Meeting Abstract

P2.136  Sunday, Jan. 5 15:30  Vivo-Morpholino Induced Knock-Down of Gill Na,K-ATPase Impairs Seawater Acclimation in Rainbow Trout BOLLINGER, RJ*; BUJAK, JK; MADSEN, SS; TIPSMARK, CK; Univ. of Arkansas, Fayetteville; Univ. of Arkansas, Fayetteville; Univ. of Southern Denmark, Odense; Univ. of Arkansas, Fayetteville rxb031@email.uark.edu

The gill epithelium of euryhaline fishes undergoes comprehensive molecular and cellular remodelling in response to salinity changes. This leads to a reversal of the direction of gill ion transport.

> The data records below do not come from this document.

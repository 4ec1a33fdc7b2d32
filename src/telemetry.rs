//! Tracing subscriber setup.

use tracing_subscriber::filter::ParseError;
use tracing_subscriber::{EnvFilter, fmt};

/// Installs the global fmt subscriber filtered by `filter`.
///
/// Returns `Ok(false)` when a global subscriber is already installed, so
/// tests and embedding applications may call this more than once.
///
/// # Errors
///
/// Returns [`ParseError`] when `filter` is not a valid directive.
pub fn init(filter: &str) -> Result<bool, ParseError> {
    let env_filter = EnvFilter::try_new(filter)?;
    Ok(fmt().with_env_filter(env_filter).try_init().is_ok())
}
//! `PostgreSQL` adapters for user account persistence.

mod models;
mod repository;
mod schema;

pub use repository::{PostgresUserRepository, UserPgPool};
//! Diesel row models for user account persistence.

use super::schema::users;
use chrono::{DateTime, Utc};
use diesel::prelude::*;

/// Query result row for user records.
#[derive(Debug, Clone, Queryable, Selectable)]
#[diesel(table_name = users)]
#[diesel(check_for_backend(diesel::pg::Pg))]
pub struct UserRow {
    /// Normalized email identity.
    pub email: String,
    /// Hex-encoded password digest.
    pub password_hash: String,
    /// Registration timestamp.
    pub registered_at: DateTime<Utc>,
}

/// Insert model for user records.
#[derive(Debug, Clone, Insertable)]
#[diesel(table_name = users)]
pub struct NewUserRow {
    /// Normalized email identity.
    pub email: String,
    /// Hex-encoded password digest.
    pub password_hash: String,
    /// Registration timestamp.
    pub registered_at: DateTime<Utc>,
}
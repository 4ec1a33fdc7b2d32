//! User accounts and login sessions.
//!
//! Users register with an email and password, log in to obtain an explicit
//! [`Session`](domain::Session), and pass that session into every board
//! operation. The module follows hexagonal architecture:
//!
//! - Domain types in [`domain`]
//! - Port contracts in [`ports`]
//! - Adapter implementations in [`adapters`]
//! - Orchestration services in [`services`]

pub mod adapters;
pub mod domain;
pub mod ports;
pub mod services;

#[cfg(test)]
mod tests;
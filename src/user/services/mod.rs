//! Application services for user accounts.

mod accounts;

pub use accounts::{UserAccountError, UserAccountResult, UserAccountService};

Correlative mRNA and protein expression data strongly suggests that a switch in the dominating gill Na,K-ATPase alpha-subunit isoform, from alpha-1a in freshwater (FW) to alpha-1b in seawater (SW) is among critical factors during salinity acclimation of rainbow trout (Oncorhynchus mykiss). Accordingly it is currently hypothesized that the alpha-1b is essential for ion secretion whereas alpha-1a is the isoform driving ion uptake. However, direct functional evidence is lacking. This study sought to provide direct evidence for the functional role of alpha-1b in SW. We designed a translational vivo-morpholino to knock-down alpha-1b in the gill of rainbow trout. In an initial experiment, we injected alpha-1b vivo-morpholinos intraperitoneally in FW trout (n=4-6) followed by a 3 day SW-challenge. Vivo-morpholino injection induced a ~5% drop in muscle water content after SW-transfer, when compared with sham-injected SW-fish that were fully recovered. Knock-down reduced the SW-induced increase in gill Na,K-ATPase protein and enzyme abundance by 52 and 38 %, respectively. In the alpha-1b morpholino fish alpha-1a mRNA was increased 30-fold compared to SW-sham, suggesting compensatory stimulation of the isoform. This preliminary experiment suggests that vivo-morpholino knock-down in salmonids may be an important genetic method to determine direct functional roles of specific proteins. Further in vivo knock-down studies of gill Na,K-ATPase subunits is currently underway to substantiate and elaborate our understanding of the gill enzyme.